:: BRIEF ::
Exactly the lines starting at the line containing "the broadcast server." and ending at the line containing "accepts TCP connections" are to be written out from the listing below, both included.

:: DATA FOR PROCESSING ::
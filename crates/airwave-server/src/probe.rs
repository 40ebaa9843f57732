//! Liveness probing of the broadcast server.

use std::time::Duration;

use tokio::net::TcpStream;
use tokio::runtime::Builder;
use tracing::{debug, instrument};

use crate::error::ServerError;
use crate::ServerResult;

/// Check that `host:port` accepts TCP connections within `timeout`.
#[instrument(name = "probe_tcp", skip(timeout))]
pub fn probe_tcp(host: &str, port: u16, timeout: Duration) -> ServerResult<()> {
    let address = if host.contains(':') {
        format!("[{host}]:{port}")
    } else {
        format!("{host}:{port}")
    };

    // Private runtime; the supervisor itself is thread based.
    let runtime = Builder::new_current_thread().enable_all().build()?;

    let result = runtime.block_on(async {
        tokio::time::timeout(timeout, TcpStream::connect(address.as_str())).await
    });

    match result {
        Ok(Ok(_stream)) => {
            debug!(%address, "Broadcast server reachable");
            Ok(())
        }
        Ok(Err(e)) => Err(ServerError::Unreachable {
            address,
            reason: e.to_string(),
        }),
        Err(_) => Err(ServerError::Unreachable {
            address,
            reason: format!("no answer within {timeout:?}"),
        }),
    }
}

:: TASK RESULT ::
//! Liveness probing of the broadcast server.

use std::time::Duration;

use tokio::net::TcpStream;
use tokio::runtime::Builder;
use tracing::{debug, instrument};

use crate::error::ServerError;
use crate::ServerResult;

/// Check that `host:port` accepts TCP connections within `timeout`.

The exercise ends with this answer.